## Records provided:
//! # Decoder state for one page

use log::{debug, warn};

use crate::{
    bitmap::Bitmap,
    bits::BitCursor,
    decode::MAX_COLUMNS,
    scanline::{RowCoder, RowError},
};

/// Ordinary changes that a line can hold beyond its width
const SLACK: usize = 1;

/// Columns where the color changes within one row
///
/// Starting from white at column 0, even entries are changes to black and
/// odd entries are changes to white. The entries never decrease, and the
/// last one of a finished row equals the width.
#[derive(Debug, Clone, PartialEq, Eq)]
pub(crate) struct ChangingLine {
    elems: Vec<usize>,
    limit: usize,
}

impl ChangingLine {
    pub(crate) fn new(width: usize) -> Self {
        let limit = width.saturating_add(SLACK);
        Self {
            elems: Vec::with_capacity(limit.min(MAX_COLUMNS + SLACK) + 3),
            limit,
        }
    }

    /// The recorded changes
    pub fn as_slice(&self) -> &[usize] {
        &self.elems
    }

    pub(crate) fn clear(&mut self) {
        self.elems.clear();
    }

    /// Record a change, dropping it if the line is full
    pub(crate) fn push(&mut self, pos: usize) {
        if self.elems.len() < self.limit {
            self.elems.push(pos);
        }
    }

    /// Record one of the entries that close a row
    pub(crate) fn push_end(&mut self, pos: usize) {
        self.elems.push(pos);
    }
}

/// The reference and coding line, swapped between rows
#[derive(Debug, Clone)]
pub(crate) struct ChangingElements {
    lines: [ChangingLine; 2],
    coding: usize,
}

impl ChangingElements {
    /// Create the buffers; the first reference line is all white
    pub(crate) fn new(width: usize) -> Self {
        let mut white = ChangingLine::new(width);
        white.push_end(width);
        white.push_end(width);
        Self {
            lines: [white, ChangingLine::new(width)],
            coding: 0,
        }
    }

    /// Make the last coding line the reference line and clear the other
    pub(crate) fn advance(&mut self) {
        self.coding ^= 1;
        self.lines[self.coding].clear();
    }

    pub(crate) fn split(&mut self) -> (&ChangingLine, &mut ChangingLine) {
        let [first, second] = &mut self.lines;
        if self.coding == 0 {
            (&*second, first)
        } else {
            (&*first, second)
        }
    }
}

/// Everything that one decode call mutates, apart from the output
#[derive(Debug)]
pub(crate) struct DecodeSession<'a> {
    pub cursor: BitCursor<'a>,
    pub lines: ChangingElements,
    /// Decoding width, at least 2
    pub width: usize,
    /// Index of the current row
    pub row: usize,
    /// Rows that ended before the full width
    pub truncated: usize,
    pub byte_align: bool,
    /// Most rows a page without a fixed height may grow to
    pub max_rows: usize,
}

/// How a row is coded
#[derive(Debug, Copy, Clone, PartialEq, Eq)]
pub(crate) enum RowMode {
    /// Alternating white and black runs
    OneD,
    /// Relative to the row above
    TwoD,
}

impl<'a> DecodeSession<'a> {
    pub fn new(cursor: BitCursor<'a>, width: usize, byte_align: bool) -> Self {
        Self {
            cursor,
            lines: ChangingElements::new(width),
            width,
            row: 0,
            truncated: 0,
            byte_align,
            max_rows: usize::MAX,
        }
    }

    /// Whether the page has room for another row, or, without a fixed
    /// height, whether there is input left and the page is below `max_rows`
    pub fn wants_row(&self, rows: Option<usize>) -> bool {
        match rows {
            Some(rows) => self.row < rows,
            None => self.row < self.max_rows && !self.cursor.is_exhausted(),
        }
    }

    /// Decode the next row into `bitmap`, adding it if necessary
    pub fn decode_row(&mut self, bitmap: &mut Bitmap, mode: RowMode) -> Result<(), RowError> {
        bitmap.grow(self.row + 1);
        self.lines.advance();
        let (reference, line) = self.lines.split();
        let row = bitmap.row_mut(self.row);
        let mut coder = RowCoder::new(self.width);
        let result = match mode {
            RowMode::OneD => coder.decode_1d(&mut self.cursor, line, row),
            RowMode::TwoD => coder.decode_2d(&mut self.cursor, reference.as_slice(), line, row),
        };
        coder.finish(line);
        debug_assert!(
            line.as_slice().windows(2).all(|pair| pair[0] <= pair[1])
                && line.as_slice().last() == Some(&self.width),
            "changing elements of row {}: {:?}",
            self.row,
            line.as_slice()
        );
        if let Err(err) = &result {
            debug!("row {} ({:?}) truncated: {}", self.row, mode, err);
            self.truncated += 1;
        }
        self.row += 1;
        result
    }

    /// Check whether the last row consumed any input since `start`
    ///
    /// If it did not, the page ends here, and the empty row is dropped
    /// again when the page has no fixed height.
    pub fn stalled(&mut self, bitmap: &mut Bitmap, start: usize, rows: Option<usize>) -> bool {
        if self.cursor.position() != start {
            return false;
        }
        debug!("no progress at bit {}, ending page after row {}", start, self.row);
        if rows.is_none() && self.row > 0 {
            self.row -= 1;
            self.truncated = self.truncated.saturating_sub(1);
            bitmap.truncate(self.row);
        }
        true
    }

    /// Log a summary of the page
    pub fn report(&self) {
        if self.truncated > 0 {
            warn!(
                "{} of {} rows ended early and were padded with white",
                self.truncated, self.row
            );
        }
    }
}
* * *
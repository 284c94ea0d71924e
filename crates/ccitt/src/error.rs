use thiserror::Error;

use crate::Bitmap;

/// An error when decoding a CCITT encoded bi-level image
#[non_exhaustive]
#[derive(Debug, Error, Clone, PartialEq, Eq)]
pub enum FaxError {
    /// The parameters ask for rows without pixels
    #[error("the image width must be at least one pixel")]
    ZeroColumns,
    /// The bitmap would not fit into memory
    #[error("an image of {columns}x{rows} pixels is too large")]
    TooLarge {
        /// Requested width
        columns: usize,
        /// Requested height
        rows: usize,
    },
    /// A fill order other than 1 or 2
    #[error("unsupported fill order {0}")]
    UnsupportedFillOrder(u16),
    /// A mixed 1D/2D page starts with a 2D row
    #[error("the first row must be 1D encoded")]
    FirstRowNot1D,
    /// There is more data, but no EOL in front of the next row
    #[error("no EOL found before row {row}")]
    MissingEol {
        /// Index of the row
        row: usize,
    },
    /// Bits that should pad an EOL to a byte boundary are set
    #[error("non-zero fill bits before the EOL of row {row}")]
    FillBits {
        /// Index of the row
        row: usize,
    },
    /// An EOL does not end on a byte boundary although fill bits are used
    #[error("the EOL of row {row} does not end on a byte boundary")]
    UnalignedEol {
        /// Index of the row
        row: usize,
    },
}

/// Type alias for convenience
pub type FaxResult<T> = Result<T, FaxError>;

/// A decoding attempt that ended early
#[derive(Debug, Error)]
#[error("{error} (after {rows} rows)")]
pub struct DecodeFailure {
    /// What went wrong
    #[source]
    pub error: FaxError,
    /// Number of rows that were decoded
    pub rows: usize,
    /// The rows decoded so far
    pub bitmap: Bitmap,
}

## Activity:
Starting at the line above that contains "let (reference, line)", repeat each line exactly up to and including the line that contains "RowMode::OneD => coder.decode_1d(&mut", and stop there.

## Expected output:
        let (reference, line) = self.lines.split();
        let row = bitmap.row_mut(self.row);
        let mut coder = RowCoder::new(self.width);
        let result = match mode {
            RowMode::OneD => coder.decode_1d(&mut self.cursor, line, row),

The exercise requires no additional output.